Task to complete: Please print every record below exactly as it reads.

Records to use:
//! Blacklist / whitelist state and the escalation rules applied to it.
//!
//! The whole access list lives in one persisted document shaped as
//! `{ "blacklist": { <address>: entry }, "whitelist": { <address>: true } }`.
//!
//! An address moves through these states, driven only by daily-window
//! exhaustion:
//!
//! ```text
//! Clean --exhaust--> Restricted --time--> Released
//!                        ^  |                |
//!                        |  +----exhaust-----+
//!                        |        |
//!                        +--------+ (limitCount <= threshold)
//!                                 |
//!                                 v (limitCount > threshold)
//!                             Imprisoned (terminal)
//! ```

use std::collections::BTreeMap;

use chrono::{DateTime, TimeDelta, Utc};
use serde::{Deserialize, Serialize};

use crate::clock::from_millis;

/// Penalty state for one address. Times are epoch milliseconds.
#[derive(Debug, Clone, Copy, PartialEq, Eq, Serialize, Deserialize)]
#[serde(rename_all = "camelCase")]
pub struct BlacklistEntry {
    pub created_at: i64,
    /// Only meaningful while `is_in_prison` is false.
    pub can_use_at: i64,
    pub is_in_prison: bool,
    pub limit_count: u32,
}

impl BlacklistEntry {
    pub fn can_use_at(&self) -> DateTime<Utc> {
        from_millis(self.can_use_at)
    }

    pub fn standing(&self, now: DateTime<Utc>) -> Standing {
        if self.is_in_prison {
            Standing::Imprisoned
        } else if now.timestamp_millis() >= self.can_use_at {
            Standing::Released
        } else {
            Standing::Restricted {
                until: self.can_use_at(),
            }
        }
    }
}

/// Escalation settings.
#[derive(Debug, Clone, Copy, PartialEq, Eq)]
pub struct BlacklistPolicy {
    /// How long a restricted address stays locked out.
    pub penalty: TimeDelta,
    /// Restrictions beyond this count become permanent.
    pub escalation_threshold: u32,
}

impl Default for BlacklistPolicy {
    fn default() -> Self {
        Self {
            penalty: TimeDelta::hours(24),
            escalation_threshold: 3,
        }
    }
}

/// Where an address currently stands with respect to the access list.
#[derive(Debug, Clone, Copy, PartialEq, Eq)]
pub enum Standing {
    Whitelisted,
    Clean,
    Restricted { until: DateTime<Utc> },
    /// Penalty elapsed; history kept for future escalation.
    Released,
    Imprisoned,
}

impl Standing {
    pub fn is_blocked(&self) -> bool {
        matches!(self, Standing::Restricted { .. } | Standing::Imprisoned)
    }
}

/// Outcome of recording a daily exhaustion.
#[derive(Debug, Clone, Copy, PartialEq, Eq)]
pub struct Escalation {
    pub entry: BlacklistEntry,
    /// False when the address was already imprisoned and nothing changed.
    pub changed: bool,
}

/// Persisted access-list document.
#[derive(Debug, Clone, Default, PartialEq, Serialize, Deserialize)]
pub struct AccessList {
    #[serde(default)]
    pub blacklist: BTreeMap<String, BlacklistEntry>,
    /// Administered out of band; any value other than `false`/`null` counts.
    #[serde(default)]
    pub whitelist: BTreeMap<String, serde_json::Value>,
}

impl AccessList {
    pub fn is_whitelisted(&self, address: &str) -> bool {
        self.whitelist
            .get(address)
            .is_some_and(|v| !matches!(v, serde_json::Value::Null | serde_json::Value::Bool(false)))
    }

    pub fn entry(&self, address: &str) -> Option<&BlacklistEntry> {
        self.blacklist.get(address)
    }

    pub fn standing(&self, address: &str, now: DateTime<Utc>) -> Standing {
        if self.is_whitelisted(address) {
            return Standing::Whitelisted;
        }

        self.blacklist
            .get(address)
            .map_or(Standing::Clean, |entry| entry.standing(now))
    }

    /// Applies one daily-window exhaustion to `address`.
    pub fn register_exhaustion(
        &mut self,
        address: &str,
        now: DateTime<Utc>,
        policy: &BlacklistPolicy,
    ) -> Escalation {
        let now_ms = now.timestamp_millis();
        let unlock_at = (now + policy.penalty).timestamp_millis();

        let entry = self
            .blacklist
            .entry(address.to_string())
            .or_insert(BlacklistEntry {
                created_at: now_ms,
                can_use_at: unlock_at,
                is_in_prison: false,
                limit_count: 0,
            });

        if entry.is_in_prison {
            return Escalation {
                entry: *entry,
                changed: false,
            };
        }

        entry.limit_count += 1;
        entry.is_in_prison = entry.limit_count > policy.escalation_threshold;
        if !entry.is_in_prison {
            entry.can_use_at = unlock_at;
        }

        Escalation {
            entry: *entry,
            changed: true,
        }
    }

    /// Adds `address` to the whitelist.
    pub fn whitelist(&mut self, address: &str) {
        self.whitelist
            .insert(address.to_string(), serde_json::Value::Bool(true));
    }

    /// Removes any penalty recorded for `address`.
    pub fn pardon(&mut self, address: &str) -> Option<BlacklistEntry> {
        self.blacklist.remove(address)
    }
}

Solution to the problem:
//! Blacklist / whitelist state and the escalation rules applied to it.
//!
//! The whole access list lives in one persisted document shaped as
//! `{ "blacklist": { <address>: entry }, "whitelist": { <address>: true } }`.
//!
//! An address moves through these states, driven only by daily-window
//! exhaustion:
//!
//! ```text
//! Clean --exhaust--> Restricted --time--> Released
//!                        ^  |                |
//!                        |  +----exhaust-----+
//!                        |        |
//!                        +--------+ (limitCount <= threshold)
//!                                 |
//!                                 v (limitCount > threshold)
//!                             Imprisoned (terminal)
//! ```

use std::collections::BTreeMap;

use chrono::{DateTime, TimeDelta, Utc};
use serde::{Deserialize, Serialize};

use crate::clock::from_millis;

/// Penalty state for one address. Times are epoch milliseconds.
#[derive(Debug, Clone, Copy, PartialEq, Eq, Serialize, Deserialize)]
#[serde(rename_all = "camelCase")]
pub struct BlacklistEntry {
    pub created_at: i64,
    /// Only meaningful while `is_in_prison` is false.
    pub can_use_at: i64,
    pub is_in_prison: bool,
    pub limit_count: u32,
}

impl BlacklistEntry {
    pub fn can_use_at(&self) -> DateTime<Utc> {
        from_millis(self.can_use_at)
    }

    pub fn standing(&self, now: DateTime<Utc>) -> Standing {
        if self.is_in_prison {
            Standing::Imprisoned
        } else if now.timestamp_millis() >= self.can_use_at {
            Standing::Released
        } else {
            Standing::Restricted {
                until: self.can_use_at(),
            }
        }
    }
}

/// Escalation settings.
#[derive(Debug, Clone, Copy, PartialEq, Eq)]
pub struct BlacklistPolicy {
    /// How long a restricted address stays locked out.
    pub penalty: TimeDelta,
    /// Restrictions beyond this count become permanent.
    pub escalation_threshold: u32,
}

impl Default for BlacklistPolicy {
    fn default() -> Self {
        Self {
            penalty: TimeDelta::hours(24),
            escalation_threshold: 3,
        }
    }
}

/// Where an address currently stands with respect to the access list.
#[derive(Debug, Clone, Copy, PartialEq, Eq)]
pub enum Standing {
    Whitelisted,
    Clean,
    Restricted { until: DateTime<Utc> },
    /// Penalty elapsed; history kept for future escalation.
    Released,
    Imprisoned,
}

impl Standing {
    pub fn is_blocked(&self) -> bool {
        matches!(self, Standing::Restricted { .. } | Standing::Imprisoned)
    }
}

/// Outcome of recording a daily exhaustion.
#[derive(Debug, Clone, Copy, PartialEq, Eq)]
pub struct Escalation {
    pub entry: BlacklistEntry,
    /// False when the address was already imprisoned and nothing changed.
    pub changed: bool,
}

/// Persisted access-list document.
#[derive(Debug, Clone, Default, PartialEq, Serialize, Deserialize)]
pub struct AccessList {
    #[serde(default)]
    pub blacklist: BTreeMap<String, BlacklistEntry>,
    /// Administered out of band; any value other than `false`/`null` counts.
    #[serde(default)]
    pub whitelist: BTreeMap<String, serde_json::Value>,
}

impl AccessList {
    pub fn is_whitelisted(&self, address: &str) -> bool {
        self.whitelist
            .get(address)
            .is_some_and(|v| !matches!(v, serde_json::Value::Null | serde_json::Value::Bool(false)))
    }

    pub fn entry(&self, address: &str) -> Option<&BlacklistEntry> {
        self.blacklist.get(address)
    }

    pub fn standing(&self, address: &str, now: DateTime<Utc>) -> Standing {
        if self.is_whitelisted(address) {
            return Standing::Whitelisted;
        }

        self.blacklist
            .get(address)
            .map_or(Standing::Clean, |entry| entry.standing(now))
    }

    /// Applies one daily-window exhaustion to `address`.
    pub fn register_exhaustion(
        &mut self,
        address: &str,
        now: DateTime<Utc>,
        policy: &BlacklistPolicy,
    ) -> Escalation {
        let now_ms = now.timestamp_millis();
        let unlock_at = (now + policy.penalty).timestamp_millis();

        let entry = self
            .blacklist
            .entry(address.to_string())
            .or_insert(BlacklistEntry {
                created_at: now_ms,
                can_use_at: unlock_at,
                is_in_prison: false,
                limit_count: 0,
            });

        if entry.is_in_prison {
            return Escalation {
                entry: *entry,
                changed: false,
            };
        }

        entry.limit_count += 1;
        entry.is_in_prison = entry.limit_count > policy.escalation_threshold;
        if !entry.is_in_prison {
            entry.can_use_at = unlock_at;
        }

        Escalation {
            entry: *entry,
            changed: true,
        }
    }

    /// Adds `address` to the whitelist.
    pub fn whitelist(&mut self, address: &str) {
        self.whitelist
            .insert(address.to_string(), serde_json::Value::Bool(true));
    }

    /// Removes any penalty recorded for `address`.
    pub fn pardon(&mut self, address: &str) -> Option<BlacklistEntry> {
        self.blacklist.remove(address)
    }
}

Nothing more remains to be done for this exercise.